Maddie's eyes sparked momentarily. Janny ran with the spark and started to babble. “Nester almost admitted he lied . . . they lied . . . someone lied . . . they all lied ... whatever. He said he just followed orders. To me that's an admission. He said we could be in danger, even if not from Pete's uncle, and wanted to know why we left. Sometimes people are so stupid. I told him you were on the verge of a nervous breakdown. Are you?”
Maddie stirred, her eyes full of tears. “I've never felt like this before. There's no incentive to make me want to move, to do anything. I don't even want to think. That's what's scaring me, so if that means I'm having a nervous breakdown, then I guess I am. I want to go to sleep and never wake up.”
Janny's eyes filled with panic. “Are you telling me,” she said carefully, “that we should sit down and wait for the marshals to come back and get us? If you're telling me that, then you're going to sit here by yourself because I am not going to sit around and wait to go someplace more deadly than this. I made a mistake listening to you. I thought you had all the answers, and now you're sitting there sucking your thumb. You don't care that I gave up my life, gave up hope of ever finding my mother. You gave up Pete and your business. Big, fucking deal. I gave up my
mother
. Do you hear me, Maddie? Until now I just diddled with the idea of finding her, it was something to dream about, something to hang on to. Now that I know I can't ever do that, it's suddenly the most important thing in the world to me. So you just go ahead and sit here and do whatever it is you're going to do. I'm getting out of here.”

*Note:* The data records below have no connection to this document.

//! Register and custom-field schemas
//!
//! A schema is an ordered [`FieldList`]. Registers own one each; the
//! facility-wide custom patient fields are another. Mutations validate
//! first and only then touch the list, so a failed call leaves the schema
//! exactly as it was.

pub mod field_type;

pub use field_type::{FieldType, RawValue, RawValueMap, WidgetKind};

use std::collections::BTreeMap;

use serde::{Deserialize, Serialize};

use crate::calc::{self, CalcError};
use crate::error::SchemaError;
use crate::validation::constraint::Constraint;

/// Serialized values keyed by field name, as stored on an entry.
pub type FormData = BTreeMap<String, String>;

/// One configurable field.
#[derive(Debug, Clone, PartialEq, Eq, Serialize, Deserialize)]
#[serde(rename_all = "camelCase")]
pub struct FieldSpec {
    /// Label and storage key at once.
    pub name: String,
    #[serde(rename = "type")]
    pub field_type: FieldType,
    #[serde(default)]
    pub required: bool,
    #[serde(default)]
    pub default: String,
    #[serde(default, skip_serializing_if = "Option::is_none")]
    pub constraint: Option<String>,
    /// Comma-separated options for selection types.
    #[serde(default, skip_serializing_if = "Option::is_none")]
    pub choices: Option<String>,
    #[serde(default, skip_serializing_if = "Option::is_none")]
    pub calc: Option<String>,
    #[serde(default, skip_serializing_if = "Option::is_none")]
    pub label: Option<String>,
}

impl FieldSpec {
    pub fn new(name: &str, field_type: impl Into<FieldType>) -> Self {
        FieldSpec {
            name: name.to_string(),
            field_type: field_type.into(),
            required: false,
            default: String::new(),
            constraint: None,
            choices: None,
            calc: None,
            label: None,
        }
    }

    pub fn required(mut self) -> Self {
        self.required = true;
        self
    }

    pub fn with_default(mut self, default: &str) -> Self {
        self.default = default.to_string();
        self
    }

    pub fn with_constraint(mut self, constraint: &str) -> Self {
        self.constraint = Some(constraint.to_string());
        self
    }

    pub fn with_choices(mut self, choices: &str) -> Self {
        self.choices = Some(choices.to_string());
        self
    }

    pub fn with_calc(mut self, formula: &str) -> Self {
        self.calc = Some(formula.to_string());
        self
    }

    pub fn with_label(mut self, label: &str) -> Self {
        self.label = Some(label.to_string());
        self
    }

    pub fn display_label(&self) -> &str {
        match self.label.as_deref() {
            Some(label) if !label.trim().is_empty() => label,
            _ => &self.name,
        }
    }

    pub fn choice_list(&self) -> Vec<String> {
        self.choices
            .as_deref()
            .map(field_type::parse_choices)
            .unwrap_or_default()
    }

    /// The constraint text, if it holds anything but whitespace.
    pub fn constraint_text(&self) -> Option<&str> {
        self.constraint.as_deref().filter(|c| !c.trim().is_empty())
    }

    /// Checks the field-local invariants: a name, choices for selection
    /// types, a constraint that parses, and a formula within the size limits.
    ///
    /// Formulas are otherwise free-form here. One that does not parse, or
    /// names a field added later, just calculates to an empty value.
    pub fn check(&self) -> Result<(), SchemaError> {
        if self.name.trim().is_empty() {
            return Err(SchemaError::EmptyFieldName);
        }

        if self.field_type.requires_choices() && self.choice_list().is_empty() {
            return Err(SchemaError::MissingChoices(self.name.clone()));
        }

        if let Some(text) = self.constraint_text() {
            Constraint::parse(text).map_err(|e| SchemaError::InvalidConstraint {
                field: self.name.clone(),
                reason: e.to_string(),
            })?;
        }

        if self.field_type == FieldType::Calculate {
            let parsed = self.calc.as_deref().map(|f| calc::parser::parse(f, &[]));
            if let Some(Err(e @ (CalcError::TooDeep | CalcError::TooLong))) = parsed {
                return Err(SchemaError::InvalidFormula {
                    field: self.name.clone(),
                    reason: e.to_string(),
                });
            }
        }

        Ok(())
    }
}

#[derive(Debug, Clone, Copy, PartialEq, Eq, Serialize, Deserialize)]
#[serde(rename_all = "lowercase")]
pub enum Direction {
    Up,
    Down,
}

/// An ordered list of fields with unique names.
///
/// Order only drives rendering; fields are identified by name.
#[derive(Debug, Clone, Default, PartialEq, Eq, Serialize, Deserialize)]
#[serde(transparent)]
pub struct FieldList(Vec<FieldSpec>);

impl FieldList {
    pub fn new() -> Self {
        FieldList(Vec::new())
    }

    /// Builds a list from specs, applying the same checks as `add_field`.
    pub fn from_specs(specs: impl IntoIterator<Item = FieldSpec>) -> Result<Self, SchemaError> {
        let mut list = FieldList::new();
        for spec in specs {
            list.add_field(spec)?;
        }
        Ok(list)
    }

    pub fn len(&self) -> usize {
        self.0.len()
    }

    pub fn is_empty(&self) -> bool {
        self.0.is_empty()
    }

    pub fn iter(&self) -> std::slice::Iter<'_, FieldSpec> {
        self.0.iter()
    }

    pub fn as_slice(&self) -> &[FieldSpec] {
        &self.0
    }

    pub fn get(&self, index: usize) -> Option<&FieldSpec> {
        self.0.get(index)
    }

    pub fn find(&self, name: &str) -> Option<&FieldSpec> {
        self.0.iter().find(|f| f.name == name)
    }

    pub fn names(&self) -> Vec<String> {
        self.0.iter().map(|f| f.name.clone()).collect()
    }

    pub fn add_field(&mut self, spec: FieldSpec) -> Result<(), SchemaError> {
        spec.check()?;
        if self.find(&spec.name).is_some() {
            return Err(SchemaError::DuplicateFieldName(spec.name));
        }
        self.0.push(spec);
        Ok(())
    }

    /// Replaces the field at `index`, returning the old spec.
    pub fn update_field(&mut self, index: usize, spec: FieldSpec) -> Result<FieldSpec, SchemaError> {
        self.check_index(index)?;
        spec.check()?;

        let clash = self
            .0
            .iter()
            .enumerate()
            .any(|(i, f)| i != index && f.name == spec.name);
        if clash {
            return Err(SchemaError::DuplicateFieldName(spec.name));
        }

        Ok(std::mem::replace(&mut self.0[index], spec))
    }

    /// Removes the field at `index`. Values already captured under its name
    /// are left alone wherever they are stored.
    pub fn delete_field(&mut self, index: usize) -> Result<FieldSpec, SchemaError> {
        self.check_index(index)?;
        Ok(self.0.remove(index))
    }

    /// Swaps the field with its neighbour. Returns `false` when the field is
    /// already at that end of the list.
    pub fn move_field(&mut self, index: usize, direction: Direction) -> Result<bool, SchemaError> {
        self.check_index(index)?;

        let target = match direction {
            Direction::Up if index > 0 => index - 1,
            Direction::Down if index + 1 < self.0.len() => index + 1,
            _ => return Ok(false),
        };

        self.0.swap(index, target);
        Ok(true)
    }

    fn check_index(&self, index: usize) -> Result<(), SchemaError> {
        if index >= self.0.len() {
            return Err(SchemaError::FieldIndexOutOfRange {
                index,
                len: self.0.len(),
            });
        }
        Ok(())
    }
}

impl<'a> IntoIterator for &'a FieldList {
    type Item = &'a FieldSpec;
    type IntoIter = std::slice::Iter<'a, FieldSpec>;

    fn into_iter(self) -> Self::IntoIter {
        self.0.iter()
    }
}

/// A named form schema for one kind of service record.
#[derive(Debug, Clone, PartialEq, Eq, Serialize, Deserialize)]
#[serde(rename_all = "camelCase")]
pub struct Register {
    pub name: String,
    #[serde(default)]
    pub fields: FieldList,
    /// Users allowed to capture into this register. Empty means everyone.
    #[serde(default, skip_serializing_if = "Vec::is_empty")]
    pub assigned_users: Vec<String>,
}

impl Register {
    pub fn new(name: &str) -> Self {
        Register {
            name: name.to_string(),
            fields: FieldList::new(),
            assigned_users: Vec::new(),
        }
    }

    pub fn with_fields(mut self, fields: FieldList) -> Self {
        self.fields = fields;
        self
    }

    pub fn with_assigned_users(mut self, users: Vec<String>) -> Self {
        self.assigned_users = users;
        self
    }

    pub fn is_available_to(&self, username: &str) -> bool {
        self.assigned_users.is_empty() || self.assigned_users.iter().any(|u| u == username)
    }
}

/// Which schema a field operation applies to.
#[derive(Debug, Clone, Copy, PartialEq, Eq)]
pub enum SchemaTarget<'a> {
    Register(&'a str),
    PatientFields,
}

“Where are you going?” Maddie asked, fear seeping into her voice.
“I have no idea, but I'm going. As far away as I can go or until my money runs out. Good luck, Maddie.”
Maddie was out of her chair running after Janny a second later. “Wait. Cut me a little slack, okay? Let's sit here on the steps and try to formulate a plan.”
“Maddie, that's what we've been doing. Neither one of us is any good at this. We need to admit to ourselves and to each other that we are not cut out to ... live on the run. You know it too, or you wouldn't have told me to call Nester. At best we have a day, maybe a day and a half, until Mrs. Isaacson comes home.”
“When did you get so uppity and persnickety?” Maddie demanded.
“When you curled into a fetal position,” Janny shot back. “Now, what's it going to be?”
Maddie picked up the phone and dialed Pete's number. It rang five times before it was picked up on the other end. “Annie, this is Maddie. Has Pete returned?”
“No, Maddie, he hasn't.”
“Is Pete's phone bugged?”
“It was. Mr. Jakes said he removed the device. I personally don't know much about things like that. I understand your reticence in disclosing your location. I don't know what to tell you. I think you should know Pete's going to be leaving shortly on a business trip. His uncle called earlier. What do you want me to tell him?”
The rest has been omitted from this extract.